__Material supplied__
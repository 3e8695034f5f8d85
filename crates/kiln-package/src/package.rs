//! Package model: identity, type, declared dependencies and capabilities

use crate::{hash, PackageError, Result};
use semver::Version;
use std::collections::BTreeMap;
use std::fmt;
use std::path::{Path, PathBuf};
use std::str::FromStr;
use std::sync::OnceLock;

/// Package type tag
#[derive(Debug, Clone, Copy, PartialEq, Eq, Hash, PartialOrd, Ord, Default)]
pub enum PackageType {
    #[default]
    Lib,
    Bsp,
    Sdk,
    App,
    Unittest,
    Target,
    Compiler,
}

impl PackageType {
    /// Every known type with its descriptor tag
    pub const TAGS: &'static [(PackageType, &'static str)] = &[
        (PackageType::Lib, "lib"),
        (PackageType::Bsp, "bsp"),
        (PackageType::Sdk, "sdk"),
        (PackageType::App, "app"),
        (PackageType::Unittest, "unittest"),
        (PackageType::Target, "target"),
        (PackageType::Compiler, "compiler"),
    ];

    /// Map a descriptor tag to a type.
    ///
    /// Unknown tags fall back to [`PackageType::Lib`].
    pub fn from_tag(tag: &str) -> Self {
        Self::TAGS
            .iter()
            .find(|(_, name)| *name == tag)
            .map(|(ty, _)| *ty)
            .unwrap_or_default()
    }

    pub fn as_str(&self) -> &'static str {
        match self {
            PackageType::Lib => "lib",
            PackageType::Bsp => "bsp",
            PackageType::Sdk => "sdk",
            PackageType::App => "app",
            PackageType::Unittest => "unittest",
            PackageType::Target => "target",
            PackageType::Compiler => "compiler",
        }
    }

    /// Configuration precedence: a package may silently override settings
    /// contributed by packages of a lower priority.
    pub fn priority(&self) -> u8 {
        match self {
            PackageType::Lib | PackageType::Sdk | PackageType::Compiler => 0,
            PackageType::Bsp => 1,
            PackageType::App | PackageType::Unittest => 2,
            PackageType::Target => 3,
        }
    }
}

impl fmt::Display for PackageType {
    fn fmt(&self, f: &mut fmt::Formatter<'_>) -> fmt::Result {
        f.write_str(self.as_str())
    }
}

/// Build variant of a split image
#[derive(Debug, Clone, Copy, PartialEq, Eq, Hash, PartialOrd, Ord)]
pub enum Variant {
    Loader,
    App,
}

impl Variant {
    pub fn as_str(&self) -> &'static str {
        match self {
            Variant::Loader => "loader",
            Variant::App => "app",
        }
    }
}

impl fmt::Display for Variant {
    fn fmt(&self, f: &mut fmt::Formatter<'_>) -> fmt::Result {
        f.write_str(self.as_str())
    }
}

impl FromStr for Variant {
    type Err = PackageError;

    fn from_str(s: &str) -> Result<Self> {
        match s {
            "loader" => Ok(Variant::Loader),
            "app" => Ok(Variant::App),
            other => Err(PackageError::invalid_field(
                "variant",
                format!("unknown build variant '{}'", other),
            )),
        }
    }
}

/// Reference to another package, optionally limited to one build variant.
///
/// Written as `name` or `name:variant`.
#[derive(Debug, Clone, PartialEq, Eq, Hash, PartialOrd, Ord)]
pub struct Dependency {
    pub name: String,
    pub variant: Option<Variant>,
}

impl Dependency {
    pub fn new(name: impl Into<String>) -> Self {
        Self {
            name: name.into(),
            variant: None,
        }
    }

    pub fn for_variant(name: impl Into<String>, variant: Variant) -> Self {
        Self {
            name: name.into(),
            variant: Some(variant),
        }
    }

    /// Whether this dependency is followed when resolving for `variant`.
    /// Without a variant every dependency is followed.
    pub fn applies_to(&self, variant: Option<Variant>) -> bool {
        match (self.variant, variant) {
            (None, _) | (Some(_), None) => true,
            (Some(wanted), Some(active)) => wanted == active,
        }
    }
}

impl fmt::Display for Dependency {
    fn fmt(&self, f: &mut fmt::Formatter<'_>) -> fmt::Result {
        match self.variant {
            Some(v) => write!(f, "{}:{}", self.name, v),
            None => f.write_str(&self.name),
        }
    }
}

impl FromStr for Dependency {
    type Err = PackageError;

    fn from_str(s: &str) -> Result<Self> {
        let s = s.trim();
        let (name, variant) = match s.rsplit_once(':') {
            Some((name, variant)) => (name, Some(variant.parse::<Variant>()?)),
            None => (s, None),
        };

        if name.is_empty() {
            return Err(PackageError::invalid_field(
                "pkg.deps",
                "dependency name cannot be empty",
            ));
        }

        Ok(Self {
            name: name.to_string(),
            variant,
        })
    }
}

/// Free-text description block
#[derive(Debug, Clone, Default, PartialEq, Eq)]
pub struct PackageDesc {
    pub description: String,
    pub author: String,
    pub homepage: String,
    pub keywords: Vec<String>,
}

/// A setting definition: default value plus documentation
#[derive(Debug, Clone, PartialEq, Eq)]
pub struct SettingDef {
    pub value: String,
    pub description: String,
}

/// A package on disk
#[derive(Debug)]
pub struct Package {
    name: String,
    base_path: PathBuf,
    package_type: PackageType,
    version: Version,
    desc: PackageDesc,
    repository: String,
    deps: Vec<Dependency>,
    apis: Vec<String>,
    req_apis: Vec<String>,
    init: BTreeMap<String, i32>,
    flags: BTreeMap<String, Vec<String>>,
    target_vars: BTreeMap<String, String>,
    syscfg_defs: BTreeMap<String, SettingDef>,
    syscfg_vals: BTreeMap<String, String>,
    hash: OnceLock<String>,
}

impl Clone for Package {
    /// Clones drop the cached hash; the copy may end up in a new directory.
    fn clone(&self) -> Self {
        Self {
            name: self.name.clone(),
            base_path: self.base_path.clone(),
            package_type: self.package_type,
            version: self.version.clone(),
            desc: self.desc.clone(),
            repository: self.repository.clone(),
            deps: self.deps.clone(),
            apis: self.apis.clone(),
            req_apis: self.req_apis.clone(),
            init: self.init.clone(),
            flags: self.flags.clone(),
            target_vars: self.target_vars.clone(),
            syscfg_defs: self.syscfg_defs.clone(),
            syscfg_vals: self.syscfg_vals.clone(),
            hash: OnceLock::new(),
        }
    }
}

impl PartialEq for Package {
    fn eq(&self, other: &Self) -> bool {
        self.name == other.name
            && self.base_path == other.base_path
            && self.package_type == other.package_type
            && self.version == other.version
            && self.desc == other.desc
            && self.repository == other.repository
            && self.deps == other.deps
            && self.apis == other.apis
            && self.req_apis == other.req_apis
            && self.init == other.init
            && self.flags == other.flags
            && self.target_vars == other.target_vars
            && self.syscfg_defs == other.syscfg_defs
            && self.syscfg_vals == other.syscfg_vals
    }
}

impl Package {
    /// Create an empty library package rooted at `base_path`
    pub fn new(name: impl Into<String>, base_path: impl AsRef<Path>) -> Self {
        Self {
            name: name.into(),
            base_path: normalize(base_path.as_ref()),
            package_type: PackageType::Lib,
            version: Version::new(0, 0, 0),
            desc: PackageDesc::default(),
            repository: String::new(),
            deps: Vec::new(),
            apis: Vec::new(),
            req_apis: Vec::new(),
            init: BTreeMap::new(),
            flags: BTreeMap::new(),
            target_vars: BTreeMap::new(),
            syscfg_defs: BTreeMap::new(),
            syscfg_vals: BTreeMap::new(),
            hash: OnceLock::new(),
        }
    }

    pub fn name(&self) -> &str {
        &self.name
    }

    /// Last path component of the name (`targets/blinky` -> `blinky`)
    pub fn short_name(&self) -> &str {
        self.name.rsplit('/').next().unwrap_or(&self.name)
    }

    pub fn base_path(&self) -> &Path {
        &self.base_path
    }

    pub fn package_type(&self) -> PackageType {
        self.package_type
    }

    pub fn version(&self) -> &Version {
        &self.version
    }

    pub fn desc(&self) -> &PackageDesc {
        &self.desc
    }

    pub fn repository(&self) -> &str {
        &self.repository
    }

    pub fn deps(&self) -> &[Dependency] {
        &self.deps
    }

    /// Capabilities this package exports
    pub fn apis(&self) -> &[String] {
        &self.apis
    }

    /// Capabilities this package requires
    pub fn req_apis(&self) -> &[String] {
        &self.req_apis
    }

    /// Initialization entry points mapped to their stage
    pub fn init(&self) -> &BTreeMap<String, i32> {
        &self.init
    }

    /// Free-form flag lists keyed by descriptor key (`cflags`, `lflags`, ...)
    pub fn flags(&self) -> &BTreeMap<String, Vec<String>> {
        &self.flags
    }

    pub fn flag_list(&self, key: &str) -> &[String] {
        self.flags.get(key).map(Vec::as_slice).unwrap_or(&[])
    }

    pub fn target_vars(&self) -> &BTreeMap<String, String> {
        &self.target_vars
    }

    pub fn syscfg_defs(&self) -> &BTreeMap<String, SettingDef> {
        &self.syscfg_defs
    }

    pub fn syscfg_vals(&self) -> &BTreeMap<String, String> {
        &self.syscfg_vals
    }

    pub fn has_dep(&self, dep: &Dependency) -> bool {
        self.deps.iter().any(|d| d.to_string() == dep.to_string())
    }

    pub fn set_name(&mut self, name: impl Into<String>) {
        self.name = name.into();
    }

    pub fn set_base_path(&mut self, base_path: impl AsRef<Path>) {
        self.base_path = normalize(base_path.as_ref());
        self.hash = OnceLock::new();
    }

    pub fn set_type(&mut self, package_type: PackageType) {
        self.package_type = package_type;
    }

    pub fn set_version(&mut self, version: Version) {
        self.version = version;
    }

    pub fn set_desc(&mut self, desc: PackageDesc) {
        self.desc = desc;
    }

    pub fn set_repository(&mut self, repository: impl Into<String>) {
        self.repository = repository.into();
    }

    pub fn add_dep(&mut self, dep: Dependency) {
        if !self.has_dep(&dep) {
            self.deps.push(dep);
        }
    }

    pub fn add_api(&mut self, api: impl Into<String>) {
        self.apis.push(api.into());
    }

    pub fn add_req_api(&mut self, api: impl Into<String>) {
        self.req_apis.push(api.into());
    }

    pub fn add_init(&mut self, entry_point: impl Into<String>, stage: i32) {
        self.init.insert(entry_point.into(), stage);
    }

    pub fn set_flags(&mut self, key: impl Into<String>, flags: Vec<String>) {
        self.flags.insert(key.into(), flags);
    }

    pub fn set_target_var(&mut self, key: impl Into<String>, value: impl Into<String>) {
        self.target_vars.insert(key.into(), value.into());
    }

    pub fn add_syscfg_def(
        &mut self,
        name: impl Into<String>,
        value: impl Into<String>,
        description: impl Into<String>,
    ) {
        self.syscfg_defs.insert(
            name.into(),
            SettingDef {
                value: value.into(),
                description: description.into(),
            },
        );
    }

    pub fn add_syscfg_val(&mut self, name: impl Into<String>, value: impl Into<String>) {
        self.syscfg_vals.insert(name.into(), value.into());
    }

    /// Replace the syscfg overrides wholesale (e.g. from a `A=1:B=0` string)
    pub fn set_syscfg_vals(&mut self, vals: BTreeMap<String, String>) {
        self.syscfg_vals = vals;
    }

    /// Content hash of the package directory.
    ///
    /// Computed on first use with the default ignore list and cached.
    pub fn hash(&self) -> Result<String> {
        if let Some(hash) = self.hash.get() {
            return Ok(hash.clone());
        }

        let digest = hash::hash_dir(&self.base_path, &hash::HashIgnore::default())?;
        Ok(self.hash.get_or_init(|| digest).clone())
    }

    /// Content hash with a caller-supplied ignore list; never cached.
    pub fn hash_with(&self, ignore: &hash::HashIgnore) -> Result<String> {
        hash::hash_dir(&self.base_path, ignore)
    }
}

/// Lenient version parsing: `1`, `1.2` and `1.2.3` are all accepted.
pub fn parse_version(s: &str) -> Result<Version> {
    let s = s.trim();
    let core_len = s.find(['-', '+']).unwrap_or(s.len());
    let dots = s[..core_len].matches('.').count();

    let padded = match dots {
        0 => format!("{}.0.0{}", &s[..core_len], &s[core_len..]),
        1 => format!("{}.0{}", &s[..core_len], &s[core_len..]),
        _ => s.to_string(),
    };

    Version::parse(&padded).map_err(|error| PackageError::InvalidVersion {
        version: s.to_string(),
        error,
    })
}

fn normalize(path: &Path) -> PathBuf {
    path.components().collect()
}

__What to work on__
Set down the lines of the records exactly, from the first one through the line containing "name)| *name == tag)", and add nothing else.

__Solution for this problem__
repository 3e8695034f5f8d85
filename crates/kiln-package/src/package.rs
//! Package model: identity, type, declared dependencies and capabilities

use crate::{hash, PackageError, Result};
use semver::Version;
use std::collections::BTreeMap;
use std::fmt;
use std::path::{Path, PathBuf};
use std::str::FromStr;
use std::sync::OnceLock;

/// Package type tag
#[derive(Debug, Clone, Copy, PartialEq, Eq, Hash, PartialOrd, Ord, Default)]
pub enum PackageType {
    #[default]
    Lib,
    Bsp,
    Sdk,
    App,
    Unittest,
    Target,
    Compiler,
}

impl PackageType {
    /// Every known type with its descriptor tag
    pub const TAGS: &'static [(PackageType, &'static str)] = &[
        (PackageType::Lib, "lib"),
        (PackageType::Bsp, "bsp"),
        (PackageType::Sdk, "sdk"),
        (PackageType::App, "app"),
        (PackageType::Unittest, "unittest"),
        (PackageType::Target, "target"),
        (PackageType::Compiler, "compiler"),
    ];

    /// Map a descriptor tag to a type.
    ///
    /// Unknown tags fall back to [`PackageType::Lib`].
    pub fn from_tag(tag: &str) -> Self {
        Self::TAGS
            .iter()
            .find(|(_, name)| *name == tag)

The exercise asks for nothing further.